In William’s case, he lived his first approximate year and a half in Afghanistan.  I am not clear how old he was when he went to the Shelter.   The 13 months prior to coming to us, he lived in another country, only marginally better than Afghanistan with respect to its feelings on the value of a dog.  Having lived in 3 countries in 3 years, I think it safe to assume, we have to give Willy a little slack and certain ‘negative’ behaviors are to be expected.

But the other dogs, puppies to adult fighting dogs, all showing the same problems…  I have a theory:

1500 years ago, when the Angel Gabriel failed to appear before Mohamed, though there are variations to the story, Mohamed declared dogs unclean, ordered their execution, and so began the persecution of dogs by certain factions of a religion.

Yet 1500 years later, dogs still exist in the region.  How can that be?  The wolf population in the United States was nearly wiped out in a century or less!

Let’s assume the natural life span of an Afghani dog is 10 years.  150 generations have passed since the Hadith declaring them unclean.   150 generations of natural selection, those that behaved a certain way were killed, those that behaved another way passed their genetic material to another generation, 150 times.   The present day result:  Dogs with certain behavioral traits honed not for living in a home, but for simply staying alive.
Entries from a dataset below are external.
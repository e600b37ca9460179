use crate::shared::network::{api, ApiError, NetworkManager};
use contracts::domain::a006_agri_sales_order::{
    AgriSalesOrder, CompleteOrderRequest, CreateOrderDto, DispatchRequest, OrderTab,
    PaymentRequest, RejectOrderRequest, SalesReturnRequest,
};
use contracts::shared::envelope::{extract_record, ListPage};
use contracts::shared::list_query::ListQuery;

const ORDER_KEYS: &[&str] = &["order", "agriSalesOrder"];

/// Orders of one tab, filtered by its statuses
pub async fn fetch_orders(
    tab: OrderTab,
    page: usize,
    search: &str,
) -> Result<ListPage<AgriSalesOrder>, ApiError> {
    let query = ListQuery::page(page)
        .search(search)
        .param("orderStatus", &tab.status_filter());
    let body = NetworkManager::new(api::AGRI_ORDERS_LIST).fetch(&query).await?;
    Ok(ListPage::from_body(
        &body,
        AgriSalesOrder::ITEMS_KEYS,
        query.page,
        query.limit,
    ))
}

pub async fn fetch_order(id: &str) -> Result<AgriSalesOrder, ApiError> {
    let body = NetworkManager::new(api::AGRI_ORDER_GET).with_id(id).call().await?;
    extract_record(&body, ORDER_KEYS)
        .ok_or_else(|| ApiError::Decode(format!("order {} has an unexpected shape", id)))
}

pub async fn create_order(dto: &CreateOrderDto) -> Result<(), ApiError> {
    NetworkManager::new(api::AGRI_ORDER_CREATE)
        .send(dto)
        .await
        .map(|_| ())
}

pub async fn accept_order(id: &str) -> Result<(), ApiError> {
    NetworkManager::new(api::AGRI_ORDER_ACCEPT)
        .with_id(id)
        .call()
        .await
        .map(|_| ())
}

pub async fn reject_order(id: &str, req: &RejectOrderRequest) -> Result<(), ApiError> {
    NetworkManager::new(api::AGRI_ORDER_REJECT)
        .with_id(id)
        .send(req)
        .await
        .map(|_| ())
}

pub async fn add_payment(id: &str, req: &PaymentRequest) -> Result<(), ApiError> {
    NetworkManager::new(api::AGRI_ORDER_ADD_PAYMENT)
        .with_id(id)
        .send(req)
        .await
        .map(|_| ())
}

pub async fn dispatch_orders(req: &DispatchRequest) -> Result<(), ApiError> {
    NetworkManager::new(api::AGRI_ORDERS_DISPATCH)
        .send(req)
        .await
        .map(|_| ())
}

pub async fn complete_orders(req: &CompleteOrderRequest) -> Result<(), ApiError> {
    NetworkManager::new(api::AGRI_ORDERS_COMPLETE)
        .send(req)
        .await
        .map(|_| ())
}

pub async fn sales_return(id: &str, req: &SalesReturnRequest) -> Result<(), ApiError> {
    NetworkManager::new(api::AGRI_ORDER_SALES_RETURN)
        .with_id(id)
        .send(req)
        .await
        .map(|_| ())
}
use crate::shared::phone::is_object_id;
use crate::shared::recipients::Recipient;
use chrono::{DateTime, Utc};
use serde::{Deserialize, Serialize};

/// Campaign history row recorded against a farmer after a successful send
#[derive(Debug, Clone, PartialEq, Serialize, Deserialize)]
#[serde(rename_all = "camelCase")]
pub struct CampaignHistoryEntry {
    pub farmer_id: String,
    pub campaign_name: String,
    pub template_name: String,
    pub sent_at: DateTime<Utc>,
}

/// History rows for the recipients that exist in the backend.
/// Manually typed and list-derived recipients carry synthetic ids and are skipped.
pub fn history_entries(
    recipients: &[Recipient],
    campaign_name: &str,
    template_name: &str,
    sent_at: DateTime<Utc>,
) -> Vec<CampaignHistoryEntry> {
    recipients
        .iter()
        .filter(|r| is_object_id(&r.id))
        .map(|r| CampaignHistoryEntry {
            farmer_id: r.id.clone(),
            campaign_name: campaign_name.to_string(),
            template_name: template_name.to_string(),
            sent_at,
        })
        .collect()
}

#[cfg(test)]
mod tests {
    use super::*;

    #[test]
    fn test_only_backend_ids_get_history() {
        let recipients = vec![
            Recipient {
                id: "64b7f0c2a1e4d3b2c1a09f8e".into(),
                phone: "9876543210".into(),
                ..Default::default()
            },
            Recipient::manual("9123456789"),
        ];
        let entries = history_entries(&recipients, "Kharif", "offer", Utc::now());
        assert_eq!(entries.len(), 1);
        assert_eq!(entries[0].farmer_id, "64b7f0c2a1e4d3b2c1a09f8e");
    }
}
Maybe I am wrong about all this, but I tell you what; once I stopped treating William’s issues as behavior problems (except for the horse chasing, that is) and more like genetic wiring, we have progressed in leaps and bounds.   But still, we will always have to be careful with him around strangers and children are out of the question.

I am sure there are those that might take this entry as a negative against adopting war dogs.
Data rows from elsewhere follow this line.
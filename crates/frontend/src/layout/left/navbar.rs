//! Sidebar menu: one group per back-office area, each item opens a tab.

use crate::layout::global_context::AppGlobalContext;
use crate::layout::tabs::tab_label_for_key;
use crate::shared::icons::icon;
use leptos::prelude::*;

#[derive(Clone, Debug, PartialEq)]
struct MenuGroup {
    label: &'static str,
    items: Vec<(&'static str, &'static str)>, // (tab key, icon)
}

fn menu_groups() -> Vec<MenuGroup> {
    vec![
        MenuGroup {
            label: "Messaging",
            items: vec![
                ("u501_send_campaign", "megaphone"),
                ("u502_send_sms", "message"),
                ("a005_campaign", "send"),
                ("a004_broadcast_list", "users"),
            ],
        },
        MenuGroup {
            label: "Sales",
            items: vec![
                ("a006_agri_sales_order", "orders"),
                ("d400_outstanding", "wallet"),
            ],
        },
    ]
}

#[component]
pub fn Navbar() -> impl IntoView {
    let ctx = use_context::<AppGlobalContext>().expect("AppGlobalContext not found");

    view! {
        <nav class="app-sidebar__content">
            {menu_groups()
                .into_iter()
                .map(|group| {
                    view! {
                        <div class="app-sidebar__group">
                            <div class="app-sidebar__group-label">{group.label}</div>
                            {group
                                .items
                                .into_iter()
                                .map(|(key, icon_name)| {
                                    let label = tab_label_for_key(key);
                                    view! {
                                        <div
                                            class="app-sidebar__item"
                                            class:app-sidebar__item--active=move || {
                                                ctx.active.get().as_deref() == Some(key)
                                            }
                                            on:click=move |_| ctx.open_tab(key, label)
                                        >
                                            <div class="app-sidebar__item-content">
                                                {icon(icon_name)}
                                                <span>{label}</span>
                                            </div>
                                        </div>
                                    }
                                })
                                .collect_view()}
                        </div>
                    }
                })
                .collect_view()}
        </nav>
    }
}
For people who want to adopt a conversation piece, yes.

For dog lovers who understand that bringing a refugee dog into their home is a journey that takes time, and will have ups and downs, no.

Incidentally, as far as the loyalty issue I mentioned:  The other kids are “our” kids.  Willy is “my” kid.  There is no doubt in our minds that if anyone or anything even suggested a threat to me, Willy would defend me to the death.  I only hope Willy realizes that if anyone or anything even suggested a threat to him, they would have to get through me first.
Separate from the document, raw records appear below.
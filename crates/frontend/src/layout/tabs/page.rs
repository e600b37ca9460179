use super::registry::render_tab_content;
use crate::layout::global_context::{AppGlobalContext, Tab as TabData};
use leptos::prelude::*;

/// Content of one opened tab. Inactive tabs stay mounted and are hidden with
/// the `tabs__item--hidden` class so their state survives switching.
#[component]
pub fn TabPage(tab: TabData, tabs_store: AppGlobalContext) -> impl IntoView {
    let tab_key = tab.key.clone();
    let key_for_active = tab_key.clone();
    let is_active = move || tabs_store.active.get().as_ref() == Some(&key_for_active);

    log::debug!("TabPage created: '{}'", tab_key);
    let key_for_cleanup = tab_key.clone();
    on_cleanup(move || {
        log::debug!("TabPage destroyed: '{}'", key_for_cleanup);
    });

    let content = render_tab_content(&tab_key, tabs_store);

    view! {
        <div
            class="tabs__item"
            class:tabs__item--hidden=move || !is_active()
            data-tab-key=tab_key
        >
            {content}
        </div>
    }
}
Teachings from Islam taken from : http://islam101.net/real-tales/234-a-man-and-a-thirsty-dog.html.

Abu Hurairah (May Allah be pleased with him) reported: Messenger of Allah (PBUH) said, “While a man was walking on his way he became extremely thirsty. He found a well, he went down into it to drink water. Upon leaving it, he saw a dog which was panting out of thirst. His tongue was lolling out and he was eating moist earth from extreme thirst. The man thought to himself: `This dog is extremely thirsty as I was.’ So he descended into the well, filled up his leather sock with water, and holding it in his teeth, climbed up and quenched the thirst of the dog. Allah appreciated his action and forgave his sins”. The Companions asked: “Shall we be rewarded for showing kindness to the animals also?” He (PBUH) said, “A reward is given in connection with every living creature”.

[Al-Bukhari and Muslim].

In the narration of Al-Bukhari, the Prophet (PBUH) is reported to have said: “Allah forgave him in appreciation of this act and admitted him to Jannah”.

Another narration says: “Once a dog was going round the well and was about to die out of thirst. A prostitute of Banu Israel happened to see it. So she took off her leather sock and lowered it into the well. She drew out some water and gave the dog to drink. She was forgiven on account of her action”.

Commentary:

1. This Hadith emphasizes the importance of kindness to every creature, even animals, because Allah is pleased with such kindness.

2. Allah’s Quality of mercy and forgiveness is immensely vast. If He wants He may forgive a person even on a minor good action done by him.